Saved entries
[Start of Attachment]
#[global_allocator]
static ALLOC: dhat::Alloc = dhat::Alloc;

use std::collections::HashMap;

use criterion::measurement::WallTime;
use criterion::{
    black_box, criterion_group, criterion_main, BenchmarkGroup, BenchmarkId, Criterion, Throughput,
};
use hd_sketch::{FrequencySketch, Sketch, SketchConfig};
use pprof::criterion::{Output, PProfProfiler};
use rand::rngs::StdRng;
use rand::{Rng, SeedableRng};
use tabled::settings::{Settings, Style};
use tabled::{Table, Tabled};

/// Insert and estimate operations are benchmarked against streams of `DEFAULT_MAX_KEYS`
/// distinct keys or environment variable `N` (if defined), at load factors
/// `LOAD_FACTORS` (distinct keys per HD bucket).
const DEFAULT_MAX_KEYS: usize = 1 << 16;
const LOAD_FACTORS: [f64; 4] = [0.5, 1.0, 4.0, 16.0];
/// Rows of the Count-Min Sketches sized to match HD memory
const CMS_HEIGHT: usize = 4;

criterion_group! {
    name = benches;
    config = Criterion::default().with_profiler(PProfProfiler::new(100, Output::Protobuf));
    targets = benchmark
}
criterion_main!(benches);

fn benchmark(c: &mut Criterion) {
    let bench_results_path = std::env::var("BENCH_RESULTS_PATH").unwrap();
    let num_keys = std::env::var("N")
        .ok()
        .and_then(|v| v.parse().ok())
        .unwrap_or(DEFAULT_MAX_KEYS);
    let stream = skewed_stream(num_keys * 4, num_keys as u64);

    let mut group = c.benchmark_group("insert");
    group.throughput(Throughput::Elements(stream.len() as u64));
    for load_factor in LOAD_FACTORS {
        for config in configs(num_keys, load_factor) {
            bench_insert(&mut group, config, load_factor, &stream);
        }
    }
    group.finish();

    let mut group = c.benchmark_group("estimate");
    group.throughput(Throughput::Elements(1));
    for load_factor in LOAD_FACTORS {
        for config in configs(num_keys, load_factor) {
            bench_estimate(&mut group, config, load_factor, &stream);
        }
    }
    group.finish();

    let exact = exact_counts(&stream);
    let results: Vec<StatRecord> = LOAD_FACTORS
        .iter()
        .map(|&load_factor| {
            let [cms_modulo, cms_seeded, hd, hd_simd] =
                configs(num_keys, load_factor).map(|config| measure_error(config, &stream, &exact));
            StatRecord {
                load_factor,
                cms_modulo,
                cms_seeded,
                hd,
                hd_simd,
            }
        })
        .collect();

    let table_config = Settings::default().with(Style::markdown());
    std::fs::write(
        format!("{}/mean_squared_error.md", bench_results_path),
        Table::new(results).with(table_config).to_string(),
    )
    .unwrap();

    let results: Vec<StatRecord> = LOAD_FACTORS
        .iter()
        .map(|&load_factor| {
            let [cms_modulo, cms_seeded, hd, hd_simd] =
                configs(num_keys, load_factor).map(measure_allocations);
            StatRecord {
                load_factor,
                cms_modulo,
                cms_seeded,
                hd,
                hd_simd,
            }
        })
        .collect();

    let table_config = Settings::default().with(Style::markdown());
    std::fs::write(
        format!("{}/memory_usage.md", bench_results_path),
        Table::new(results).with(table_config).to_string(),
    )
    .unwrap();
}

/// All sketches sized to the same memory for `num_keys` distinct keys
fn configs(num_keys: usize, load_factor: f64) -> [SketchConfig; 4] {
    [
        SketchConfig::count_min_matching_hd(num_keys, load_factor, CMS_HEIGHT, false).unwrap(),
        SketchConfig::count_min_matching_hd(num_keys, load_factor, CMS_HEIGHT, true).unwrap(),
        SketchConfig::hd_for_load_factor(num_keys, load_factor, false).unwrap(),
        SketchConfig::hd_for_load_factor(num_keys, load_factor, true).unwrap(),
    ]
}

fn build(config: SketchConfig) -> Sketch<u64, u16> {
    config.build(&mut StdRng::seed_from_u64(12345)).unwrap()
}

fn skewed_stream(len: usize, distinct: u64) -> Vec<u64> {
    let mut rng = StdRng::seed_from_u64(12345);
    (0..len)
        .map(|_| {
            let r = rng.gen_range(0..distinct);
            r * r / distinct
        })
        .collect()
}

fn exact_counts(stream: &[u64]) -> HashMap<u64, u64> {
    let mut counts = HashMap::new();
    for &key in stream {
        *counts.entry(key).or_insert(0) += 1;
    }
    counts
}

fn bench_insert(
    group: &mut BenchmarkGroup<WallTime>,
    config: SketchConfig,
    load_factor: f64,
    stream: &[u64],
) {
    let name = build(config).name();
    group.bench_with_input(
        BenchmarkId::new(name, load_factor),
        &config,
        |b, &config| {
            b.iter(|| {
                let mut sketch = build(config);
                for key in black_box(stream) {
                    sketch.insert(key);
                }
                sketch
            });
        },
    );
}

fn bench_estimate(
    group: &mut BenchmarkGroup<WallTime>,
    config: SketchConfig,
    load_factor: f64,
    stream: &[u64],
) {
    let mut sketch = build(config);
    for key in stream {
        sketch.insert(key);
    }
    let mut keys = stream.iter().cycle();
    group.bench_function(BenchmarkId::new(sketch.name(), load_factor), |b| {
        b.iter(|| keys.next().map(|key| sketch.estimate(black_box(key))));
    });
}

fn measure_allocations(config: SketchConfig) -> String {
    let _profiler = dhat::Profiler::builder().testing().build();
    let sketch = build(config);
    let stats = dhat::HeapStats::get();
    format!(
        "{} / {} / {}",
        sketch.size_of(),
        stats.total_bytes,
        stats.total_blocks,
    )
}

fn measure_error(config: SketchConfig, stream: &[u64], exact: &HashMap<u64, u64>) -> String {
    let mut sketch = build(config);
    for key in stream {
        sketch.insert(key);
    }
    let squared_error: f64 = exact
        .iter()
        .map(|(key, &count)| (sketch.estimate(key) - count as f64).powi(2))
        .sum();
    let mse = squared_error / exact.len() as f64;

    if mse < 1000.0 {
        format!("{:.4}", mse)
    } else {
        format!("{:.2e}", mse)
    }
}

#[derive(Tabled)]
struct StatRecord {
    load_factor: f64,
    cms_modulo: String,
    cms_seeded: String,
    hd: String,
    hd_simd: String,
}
[End of Attachment]
What you need to do:
Only the lines above that include the word "false" belong in the answer; copy each one.

Result of the exercise:
        SketchConfig::count_min_matching_hd(num_keys, load_factor, CMS_HEIGHT, false).unwrap(),
        SketchConfig::hd_for_load_factor(num_keys, load_factor, false).unwrap(),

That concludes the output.